Need to allow access to specific corporate network IP from guest network
-
The test rule needs to use destination LAN1net not address if it's intended to open it up completely.
The wiki and jira rules need to be above the default rule that is policy routing everything via a gateway group. That will get forced out of the WAN(s).
Steve
-
@stephenw10 Yes. That worked. I disabled the test rule after realizing the rookie mistake...
Wow. I didn't realize that placing the gateway group above the rules would route everything through the gateway group.
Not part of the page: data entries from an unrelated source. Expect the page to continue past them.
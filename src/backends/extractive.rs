//! Extractive fallback: first, middle and last sentence.
//!
//! Deterministic and offline. It also serves as the whole engine when no
//! remote backend is configured.

use super::{BackendError, SummaryBackend};
use crate::summary::BackendKind;
use async_trait::async_trait;

#[derive(Debug, Clone, Copy, Default)]
pub struct ExtractiveBackend;

impl ExtractiveBackend {
    pub fn new() -> Self {
        Self
    }
}

/// Pick the first, middle and last sentences when there are more than three.
///
/// Sentences are split on ". " only, so abbreviations and other punctuation
/// are not treated specially.
pub fn summarize(text: &str) -> String {
    let sentences: Vec<&str> = text.split(". ").collect();
    if sentences.len() <= 3 {
        return text.to_string();
    }

    let picked = [
        sentences[0],
        sentences[sentences.len() / 2],
        sentences[sentences.len() - 1],
    ];
    let mut summary = picked.join(". ");
    if !summary.ends_with('.') {
        summary.push('.');
    }
    summary
}

#[async_trait]
impl SummaryBackend for ExtractiveBackend {
    fn kind(&self) -> BackendKind {
        BackendKind::Extractive
    }

    fn name(&self) -> &str {
        "extractive"
    }

    async fn try_summarize(&self, text: &str) -> Result<Option<String>, BackendError> {
        Ok(Some(summarize(text)))
    }
}

#[cfg(test)]
mod tests {
    use super::*;

    #[test]
    fn picks_first_middle_last() {
        assert_eq!(summarize("S1. S2. S3. S4. S5."), "S1. S3. S5.");
        // Even count: floor of the midpoint
        assert_eq!(summarize("A. B. C. D"), "A. C. D.");
    }

    #[test]
    fn short_text_is_unchanged() {
        for text in ["", "One sentence", "One. Two", "One. Two. Three"] {
            assert_eq!(summarize(text), text);
        }
    }

    #[test]
    fn result_has_three_sentences_and_trailing_period() {
        let text = (1..=10).map(|i| format!("Sentence {}", i)).collect::<Vec<_>>().join(". ");
        let summary = summarize(&text);
        assert_eq!(summary, "Sentence 1. Sentence 6. Sentence 10.");
        assert_eq!(summary.split(". ").count(), 3);
    }

    #[tokio::test]
    async fn backend_always_answers() {
        let backend = ExtractiveBackend::new();
        let out = backend.try_summarize("x. y. z. w. v").await.unwrap();
        assert_eq!(out.as_deref(), Some("x. z. v."));
        assert_eq!(backend.kind(), BackendKind::Extractive);
    }
}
Thank you very much. That was awesome help.
-
No problem. It's very easy to overlook that.
-
@stephenw10 said in Need to allow access to specific corporate network IP from guest network:
@JKnott's ruleset does not allow that so if you are you would need an extra rule for that.
Yep, I point guests to Google DNS servers.
-
@colonnesel said in Need to allow access to specific corporate network IP from guest network:
I didn't realize that placing the gateway group above the rules would route everything through the gateway group.
What did you think would happen - rules are processed top down, first rule to trigger wins - no other rules are evaluated. So if rule triggers that forces traffic out a specific gateway, that is what will happen..
Here is docs on bypassing policy routing.
https://docs.netgate.com/pfsense/en/latest/multiwan/policy-route.html#bypassing-policy-routing -
Mmm, technically the negate rules are supposed to prevent that. But haven't done since.... 2.0.X something I think.
-
@stephenw10 said in Need to allow access to specific corporate network IP from guest network:
the negate rules are supposed to prevent that.
Is there some redmine about this? I don't recall ever reading anything in the docs where somehow pfsense would know not to route traffic out a gateway, if it had another route to that network.. as long as I can remember - but I don't recall doing any policy routing pre 2.x ;)
And if I did, I would of had a rule that allowed the traffic before forcing traffic out a gateway anyway.
-
I don't think there is because in fact I think the intention was to only negate policy routing for VPN connected networks after this:
https://redmine.pfsense.org/projects/pfsense/repository/1/revisions/b4227df690fb7a989ead9b3928ebaaaa34b495eb/diff/etc/inc/filter.incBut the description of it is still the original function:
https://docs.netgate.com/pfsense/en/latest/config/advanced-firewall-nat.html#config-disablenegaterulesI'll open a bug....
https://redmine.pfsense.org/issues/12535
-
@johnpoz Yep. Rookie mistake. When I switched over the old cable backup Internet connection to the new LTE one I created a new gateway set and naïvely placed it above the other rules thinking that the PiHole DNS would override it.
I honestly have no idea why I would've thought that to be honest because it makes no sense.
Thank you.
-
@colonnesel said in Need to allow access to specific corporate network IP from guest network:
Rookie mistake
Not sure I would say that - it does come up quite a bit around here to be honest.. Quite often users policy routing and wondering why they can not get to some other vlan, etc.
I honestly have no idea why I would've thought that to be honest because it makes no sense.
Huh - if you understand how the rules are evaluated, and how policy routing works then its quite clear that if you forced traffic out a gateway that can not get to where you want to go.. you wouldn't be able to get there..
To be honest I would be disappointed if I had a rule that said use this gateway, and this was first in my rules, and it didn't send traffic down that gateway even if there was another route.. If that is how it "should" work per what @stephenw10 has mentioned. That really should be CLEARLY stated that it will work that way.. Which in 10 some years using pfsense, do not recall it ever doing that with any sort of negate rules, etc.
That is what can happen if the gateway your forcing traffic out is DOWN, and you have setting to not use that rule if gateway goes down, etc. But if the gateway is UP, and rule is before another rule - then it should force the traffic out the gateway.